Stored data
********

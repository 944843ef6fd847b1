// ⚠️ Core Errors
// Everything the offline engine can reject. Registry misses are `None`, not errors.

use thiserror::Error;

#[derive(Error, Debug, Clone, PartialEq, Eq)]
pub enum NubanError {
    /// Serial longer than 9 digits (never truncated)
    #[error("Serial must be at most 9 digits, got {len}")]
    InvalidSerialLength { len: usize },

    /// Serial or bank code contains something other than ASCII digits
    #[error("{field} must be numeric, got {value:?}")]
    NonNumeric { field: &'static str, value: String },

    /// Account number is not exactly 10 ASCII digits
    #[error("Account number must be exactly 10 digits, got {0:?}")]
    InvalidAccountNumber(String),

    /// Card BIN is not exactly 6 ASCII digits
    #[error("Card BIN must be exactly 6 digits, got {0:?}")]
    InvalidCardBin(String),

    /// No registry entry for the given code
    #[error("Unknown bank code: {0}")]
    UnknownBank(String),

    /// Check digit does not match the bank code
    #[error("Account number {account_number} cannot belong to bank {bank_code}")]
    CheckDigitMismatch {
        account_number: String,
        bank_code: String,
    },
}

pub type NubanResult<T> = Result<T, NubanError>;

********

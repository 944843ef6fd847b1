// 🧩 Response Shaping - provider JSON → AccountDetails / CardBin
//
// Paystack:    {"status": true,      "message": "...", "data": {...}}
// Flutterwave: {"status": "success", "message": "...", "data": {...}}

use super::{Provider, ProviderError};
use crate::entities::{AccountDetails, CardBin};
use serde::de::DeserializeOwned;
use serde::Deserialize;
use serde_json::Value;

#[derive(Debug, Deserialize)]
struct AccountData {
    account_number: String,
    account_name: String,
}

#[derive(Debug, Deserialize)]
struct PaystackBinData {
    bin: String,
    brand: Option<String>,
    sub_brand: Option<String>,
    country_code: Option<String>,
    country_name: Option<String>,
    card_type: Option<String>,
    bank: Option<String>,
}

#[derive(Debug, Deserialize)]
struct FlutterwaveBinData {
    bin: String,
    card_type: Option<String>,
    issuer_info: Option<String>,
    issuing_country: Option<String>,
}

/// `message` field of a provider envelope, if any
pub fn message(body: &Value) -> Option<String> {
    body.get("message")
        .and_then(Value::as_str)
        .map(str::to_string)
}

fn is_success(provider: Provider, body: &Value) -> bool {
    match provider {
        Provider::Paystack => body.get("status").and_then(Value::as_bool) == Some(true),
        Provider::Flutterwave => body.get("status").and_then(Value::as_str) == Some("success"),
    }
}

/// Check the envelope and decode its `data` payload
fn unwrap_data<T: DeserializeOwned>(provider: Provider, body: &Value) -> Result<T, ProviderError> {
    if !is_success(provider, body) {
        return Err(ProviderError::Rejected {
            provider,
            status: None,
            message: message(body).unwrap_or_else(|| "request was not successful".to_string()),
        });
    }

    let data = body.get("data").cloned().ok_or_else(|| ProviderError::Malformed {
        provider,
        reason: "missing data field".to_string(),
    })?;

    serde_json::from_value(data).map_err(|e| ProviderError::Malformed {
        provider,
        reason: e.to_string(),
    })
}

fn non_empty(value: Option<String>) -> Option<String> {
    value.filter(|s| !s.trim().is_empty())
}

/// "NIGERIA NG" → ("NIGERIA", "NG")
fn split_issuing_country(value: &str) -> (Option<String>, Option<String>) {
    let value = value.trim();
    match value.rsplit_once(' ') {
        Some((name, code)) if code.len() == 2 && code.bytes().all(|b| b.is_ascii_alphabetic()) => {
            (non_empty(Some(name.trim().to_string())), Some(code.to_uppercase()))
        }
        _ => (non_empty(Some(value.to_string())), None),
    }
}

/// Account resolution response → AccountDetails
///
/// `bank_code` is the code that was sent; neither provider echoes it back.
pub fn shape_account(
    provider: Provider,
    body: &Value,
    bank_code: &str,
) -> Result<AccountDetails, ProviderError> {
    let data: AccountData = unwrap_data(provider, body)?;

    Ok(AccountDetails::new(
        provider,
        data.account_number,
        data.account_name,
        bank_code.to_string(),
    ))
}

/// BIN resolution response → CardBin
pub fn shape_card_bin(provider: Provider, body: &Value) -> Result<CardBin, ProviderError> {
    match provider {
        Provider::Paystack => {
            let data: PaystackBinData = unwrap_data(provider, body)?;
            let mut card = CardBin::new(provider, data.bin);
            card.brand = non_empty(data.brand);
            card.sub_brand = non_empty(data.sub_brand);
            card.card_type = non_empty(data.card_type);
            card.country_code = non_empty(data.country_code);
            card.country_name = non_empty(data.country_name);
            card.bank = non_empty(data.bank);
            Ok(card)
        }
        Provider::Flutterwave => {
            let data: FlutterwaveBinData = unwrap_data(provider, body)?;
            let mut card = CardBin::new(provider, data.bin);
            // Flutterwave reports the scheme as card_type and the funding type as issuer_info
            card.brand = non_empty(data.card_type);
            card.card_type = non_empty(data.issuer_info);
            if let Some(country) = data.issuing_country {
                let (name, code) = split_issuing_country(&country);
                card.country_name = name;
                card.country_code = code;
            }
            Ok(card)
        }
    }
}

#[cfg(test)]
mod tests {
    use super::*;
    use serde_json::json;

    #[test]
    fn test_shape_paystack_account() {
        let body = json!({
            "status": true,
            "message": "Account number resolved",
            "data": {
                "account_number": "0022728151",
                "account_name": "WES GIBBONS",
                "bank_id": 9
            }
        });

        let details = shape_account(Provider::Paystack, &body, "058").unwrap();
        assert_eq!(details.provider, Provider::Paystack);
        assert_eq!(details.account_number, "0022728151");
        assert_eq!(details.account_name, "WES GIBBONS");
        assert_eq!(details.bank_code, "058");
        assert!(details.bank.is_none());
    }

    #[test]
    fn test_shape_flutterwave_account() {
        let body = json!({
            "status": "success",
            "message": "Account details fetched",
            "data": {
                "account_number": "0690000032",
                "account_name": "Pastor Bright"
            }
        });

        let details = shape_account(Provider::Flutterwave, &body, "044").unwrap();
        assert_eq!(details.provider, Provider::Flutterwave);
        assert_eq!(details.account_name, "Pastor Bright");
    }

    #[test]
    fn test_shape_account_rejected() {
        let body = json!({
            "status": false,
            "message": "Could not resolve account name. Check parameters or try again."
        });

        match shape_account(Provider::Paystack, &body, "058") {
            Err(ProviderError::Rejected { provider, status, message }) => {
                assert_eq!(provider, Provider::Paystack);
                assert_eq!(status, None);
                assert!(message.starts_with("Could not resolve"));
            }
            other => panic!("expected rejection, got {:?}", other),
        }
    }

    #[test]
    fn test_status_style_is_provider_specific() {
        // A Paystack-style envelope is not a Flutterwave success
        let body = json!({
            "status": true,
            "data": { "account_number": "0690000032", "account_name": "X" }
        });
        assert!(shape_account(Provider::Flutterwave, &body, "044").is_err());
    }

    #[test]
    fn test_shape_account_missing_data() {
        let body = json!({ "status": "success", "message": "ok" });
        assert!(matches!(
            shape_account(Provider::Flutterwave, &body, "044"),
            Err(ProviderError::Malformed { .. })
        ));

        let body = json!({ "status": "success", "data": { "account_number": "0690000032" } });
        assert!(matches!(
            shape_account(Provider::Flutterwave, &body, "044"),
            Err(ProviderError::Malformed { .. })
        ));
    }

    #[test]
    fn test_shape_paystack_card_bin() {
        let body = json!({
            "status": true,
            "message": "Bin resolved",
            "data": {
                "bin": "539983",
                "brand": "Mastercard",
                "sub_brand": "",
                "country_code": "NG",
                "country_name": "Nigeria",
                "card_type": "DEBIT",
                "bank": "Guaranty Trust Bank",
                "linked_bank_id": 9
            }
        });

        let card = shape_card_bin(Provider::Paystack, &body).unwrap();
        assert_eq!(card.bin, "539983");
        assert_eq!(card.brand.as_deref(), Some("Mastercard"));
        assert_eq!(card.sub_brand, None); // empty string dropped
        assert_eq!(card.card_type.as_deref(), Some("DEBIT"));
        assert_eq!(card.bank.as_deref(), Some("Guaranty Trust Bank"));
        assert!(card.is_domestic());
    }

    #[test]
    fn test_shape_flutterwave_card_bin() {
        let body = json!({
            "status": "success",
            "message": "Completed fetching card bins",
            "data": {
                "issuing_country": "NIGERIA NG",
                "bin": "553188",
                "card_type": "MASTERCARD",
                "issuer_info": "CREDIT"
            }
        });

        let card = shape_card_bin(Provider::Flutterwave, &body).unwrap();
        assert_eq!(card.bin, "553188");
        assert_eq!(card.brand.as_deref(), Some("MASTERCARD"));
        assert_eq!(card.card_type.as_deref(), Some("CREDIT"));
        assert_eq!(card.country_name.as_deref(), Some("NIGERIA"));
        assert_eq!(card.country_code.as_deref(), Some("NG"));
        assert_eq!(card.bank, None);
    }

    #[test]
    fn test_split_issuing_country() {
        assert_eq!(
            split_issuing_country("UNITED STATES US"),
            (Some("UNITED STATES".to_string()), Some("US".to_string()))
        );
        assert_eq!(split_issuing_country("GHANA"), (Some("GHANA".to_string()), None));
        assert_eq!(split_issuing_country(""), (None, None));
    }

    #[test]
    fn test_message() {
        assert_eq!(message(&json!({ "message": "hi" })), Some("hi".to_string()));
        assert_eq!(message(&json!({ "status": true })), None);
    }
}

********

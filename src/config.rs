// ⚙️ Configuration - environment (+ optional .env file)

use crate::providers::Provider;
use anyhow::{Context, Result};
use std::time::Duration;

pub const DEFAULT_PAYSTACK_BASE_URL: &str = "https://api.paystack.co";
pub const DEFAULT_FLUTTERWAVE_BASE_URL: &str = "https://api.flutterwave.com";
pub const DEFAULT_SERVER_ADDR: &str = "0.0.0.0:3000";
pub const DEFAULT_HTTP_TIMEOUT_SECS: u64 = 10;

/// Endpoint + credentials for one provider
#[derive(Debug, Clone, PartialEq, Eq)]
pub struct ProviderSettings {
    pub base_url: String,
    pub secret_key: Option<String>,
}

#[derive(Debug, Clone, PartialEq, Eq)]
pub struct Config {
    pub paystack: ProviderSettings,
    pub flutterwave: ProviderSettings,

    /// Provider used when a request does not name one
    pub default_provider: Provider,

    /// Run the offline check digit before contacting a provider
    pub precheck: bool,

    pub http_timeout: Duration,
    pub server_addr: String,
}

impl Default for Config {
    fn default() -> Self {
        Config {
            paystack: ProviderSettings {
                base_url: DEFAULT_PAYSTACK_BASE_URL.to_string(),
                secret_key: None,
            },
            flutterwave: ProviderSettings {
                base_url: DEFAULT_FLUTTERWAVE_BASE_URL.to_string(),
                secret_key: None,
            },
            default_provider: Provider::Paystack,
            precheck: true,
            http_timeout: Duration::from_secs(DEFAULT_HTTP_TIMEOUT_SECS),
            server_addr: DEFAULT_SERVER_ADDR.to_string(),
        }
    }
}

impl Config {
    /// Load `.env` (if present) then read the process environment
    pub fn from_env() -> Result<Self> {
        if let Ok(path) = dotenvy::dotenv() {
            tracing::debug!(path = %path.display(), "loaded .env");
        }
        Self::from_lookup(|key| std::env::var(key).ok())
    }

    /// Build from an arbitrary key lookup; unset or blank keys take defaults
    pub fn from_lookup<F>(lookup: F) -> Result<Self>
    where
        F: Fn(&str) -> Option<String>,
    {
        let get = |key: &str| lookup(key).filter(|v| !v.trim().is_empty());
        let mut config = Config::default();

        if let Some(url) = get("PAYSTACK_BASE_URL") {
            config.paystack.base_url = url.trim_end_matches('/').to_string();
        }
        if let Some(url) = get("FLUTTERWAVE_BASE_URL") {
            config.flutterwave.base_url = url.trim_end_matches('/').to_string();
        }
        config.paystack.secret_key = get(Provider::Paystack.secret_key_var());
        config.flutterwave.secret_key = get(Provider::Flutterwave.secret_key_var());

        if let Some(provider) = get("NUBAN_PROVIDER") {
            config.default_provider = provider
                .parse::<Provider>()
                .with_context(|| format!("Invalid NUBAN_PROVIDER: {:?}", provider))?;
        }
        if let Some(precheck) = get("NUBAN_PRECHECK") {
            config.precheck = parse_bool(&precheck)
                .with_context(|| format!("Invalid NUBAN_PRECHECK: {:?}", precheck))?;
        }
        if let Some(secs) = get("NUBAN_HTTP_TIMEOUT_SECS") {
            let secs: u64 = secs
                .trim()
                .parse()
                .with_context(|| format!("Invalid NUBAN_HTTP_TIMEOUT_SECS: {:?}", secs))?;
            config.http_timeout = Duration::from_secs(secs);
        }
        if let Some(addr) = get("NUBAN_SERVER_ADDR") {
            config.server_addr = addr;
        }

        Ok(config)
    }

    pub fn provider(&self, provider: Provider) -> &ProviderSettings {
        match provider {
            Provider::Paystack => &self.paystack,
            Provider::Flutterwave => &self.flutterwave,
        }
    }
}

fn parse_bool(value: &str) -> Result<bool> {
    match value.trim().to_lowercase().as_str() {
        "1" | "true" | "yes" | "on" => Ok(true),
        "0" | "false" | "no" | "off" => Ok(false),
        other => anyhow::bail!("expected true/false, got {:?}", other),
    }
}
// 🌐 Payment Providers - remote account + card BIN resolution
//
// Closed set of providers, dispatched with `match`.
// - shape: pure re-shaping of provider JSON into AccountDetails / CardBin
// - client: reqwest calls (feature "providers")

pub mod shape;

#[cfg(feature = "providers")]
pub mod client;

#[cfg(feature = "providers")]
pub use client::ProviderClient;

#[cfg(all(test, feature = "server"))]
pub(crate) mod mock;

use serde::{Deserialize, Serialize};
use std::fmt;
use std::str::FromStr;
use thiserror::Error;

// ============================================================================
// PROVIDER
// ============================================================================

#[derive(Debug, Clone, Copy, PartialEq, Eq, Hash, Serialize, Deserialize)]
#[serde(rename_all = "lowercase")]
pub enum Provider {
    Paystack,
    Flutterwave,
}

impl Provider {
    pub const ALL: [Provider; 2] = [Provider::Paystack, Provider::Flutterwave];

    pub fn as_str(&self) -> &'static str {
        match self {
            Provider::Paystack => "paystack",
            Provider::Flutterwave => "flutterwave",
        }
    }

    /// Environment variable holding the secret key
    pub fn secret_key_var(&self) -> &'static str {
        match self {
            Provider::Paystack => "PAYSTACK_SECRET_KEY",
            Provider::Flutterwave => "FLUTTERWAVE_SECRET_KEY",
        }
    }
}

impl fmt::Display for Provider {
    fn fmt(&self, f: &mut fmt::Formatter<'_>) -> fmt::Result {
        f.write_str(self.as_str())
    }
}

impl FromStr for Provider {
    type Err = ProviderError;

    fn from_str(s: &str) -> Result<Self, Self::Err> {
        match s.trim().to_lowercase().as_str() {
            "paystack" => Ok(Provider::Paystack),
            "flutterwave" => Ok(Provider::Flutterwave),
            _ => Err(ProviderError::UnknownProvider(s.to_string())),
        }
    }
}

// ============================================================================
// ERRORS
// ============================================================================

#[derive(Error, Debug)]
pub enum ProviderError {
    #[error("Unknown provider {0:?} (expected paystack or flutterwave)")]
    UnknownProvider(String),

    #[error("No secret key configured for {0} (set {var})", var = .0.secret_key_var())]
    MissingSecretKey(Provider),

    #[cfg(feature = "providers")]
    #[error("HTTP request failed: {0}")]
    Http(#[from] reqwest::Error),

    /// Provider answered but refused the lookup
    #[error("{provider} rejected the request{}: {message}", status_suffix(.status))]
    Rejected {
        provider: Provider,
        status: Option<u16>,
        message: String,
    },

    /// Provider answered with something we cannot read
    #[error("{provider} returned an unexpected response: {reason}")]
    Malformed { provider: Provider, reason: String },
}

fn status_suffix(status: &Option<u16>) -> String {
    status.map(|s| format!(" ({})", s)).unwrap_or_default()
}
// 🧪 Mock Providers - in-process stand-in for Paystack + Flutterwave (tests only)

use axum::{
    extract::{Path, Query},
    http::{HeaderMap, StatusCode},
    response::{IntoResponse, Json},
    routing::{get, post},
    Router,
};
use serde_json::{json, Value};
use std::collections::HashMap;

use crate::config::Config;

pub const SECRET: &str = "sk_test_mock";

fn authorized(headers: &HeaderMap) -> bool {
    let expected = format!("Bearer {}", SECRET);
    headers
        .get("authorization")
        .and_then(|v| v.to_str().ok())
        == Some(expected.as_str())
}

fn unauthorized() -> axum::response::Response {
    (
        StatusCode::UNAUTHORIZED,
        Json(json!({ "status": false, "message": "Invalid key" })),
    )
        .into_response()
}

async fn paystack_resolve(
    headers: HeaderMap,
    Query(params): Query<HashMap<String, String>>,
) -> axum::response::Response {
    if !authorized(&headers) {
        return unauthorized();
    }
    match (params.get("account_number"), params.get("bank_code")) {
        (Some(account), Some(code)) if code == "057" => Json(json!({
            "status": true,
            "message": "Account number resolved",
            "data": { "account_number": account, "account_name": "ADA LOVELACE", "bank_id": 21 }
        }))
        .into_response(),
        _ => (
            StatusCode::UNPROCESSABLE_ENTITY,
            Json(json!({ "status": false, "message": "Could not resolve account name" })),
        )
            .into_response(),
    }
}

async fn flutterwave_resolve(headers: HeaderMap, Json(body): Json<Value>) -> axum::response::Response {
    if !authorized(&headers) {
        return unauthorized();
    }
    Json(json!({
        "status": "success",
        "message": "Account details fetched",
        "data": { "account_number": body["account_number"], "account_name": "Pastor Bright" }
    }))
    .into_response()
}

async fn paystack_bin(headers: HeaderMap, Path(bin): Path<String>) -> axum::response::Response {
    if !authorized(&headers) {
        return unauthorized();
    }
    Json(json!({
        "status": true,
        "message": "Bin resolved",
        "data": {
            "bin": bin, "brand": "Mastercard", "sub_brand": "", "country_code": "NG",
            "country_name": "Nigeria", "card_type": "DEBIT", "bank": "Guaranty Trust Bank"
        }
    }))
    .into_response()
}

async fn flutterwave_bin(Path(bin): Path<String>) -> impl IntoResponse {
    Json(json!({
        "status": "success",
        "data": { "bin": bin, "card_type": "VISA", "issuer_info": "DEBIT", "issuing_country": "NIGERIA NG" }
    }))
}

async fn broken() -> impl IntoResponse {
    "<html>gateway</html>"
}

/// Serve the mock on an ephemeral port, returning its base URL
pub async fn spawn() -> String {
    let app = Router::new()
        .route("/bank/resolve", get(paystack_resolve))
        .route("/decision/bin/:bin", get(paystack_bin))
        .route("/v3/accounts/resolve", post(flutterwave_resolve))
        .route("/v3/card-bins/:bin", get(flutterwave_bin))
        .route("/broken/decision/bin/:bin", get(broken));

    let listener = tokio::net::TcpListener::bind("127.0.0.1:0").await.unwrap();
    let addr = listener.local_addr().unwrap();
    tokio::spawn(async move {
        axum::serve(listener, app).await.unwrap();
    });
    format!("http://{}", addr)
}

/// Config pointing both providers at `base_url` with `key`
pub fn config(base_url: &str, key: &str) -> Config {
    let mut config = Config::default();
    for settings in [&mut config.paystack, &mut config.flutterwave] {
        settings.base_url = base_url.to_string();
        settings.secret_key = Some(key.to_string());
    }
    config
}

********

**What the exercise asks**.
Pull out all lines containing the word "ProviderSettings" from the entries above.

**Completed task**.
pub struct ProviderSettings {
    pub paystack: ProviderSettings,
    pub flutterwave: ProviderSettings,
            paystack: ProviderSettings {
            flutterwave: ProviderSettings {
    pub fn provider(&self, provider: Provider) -> &ProviderSettings {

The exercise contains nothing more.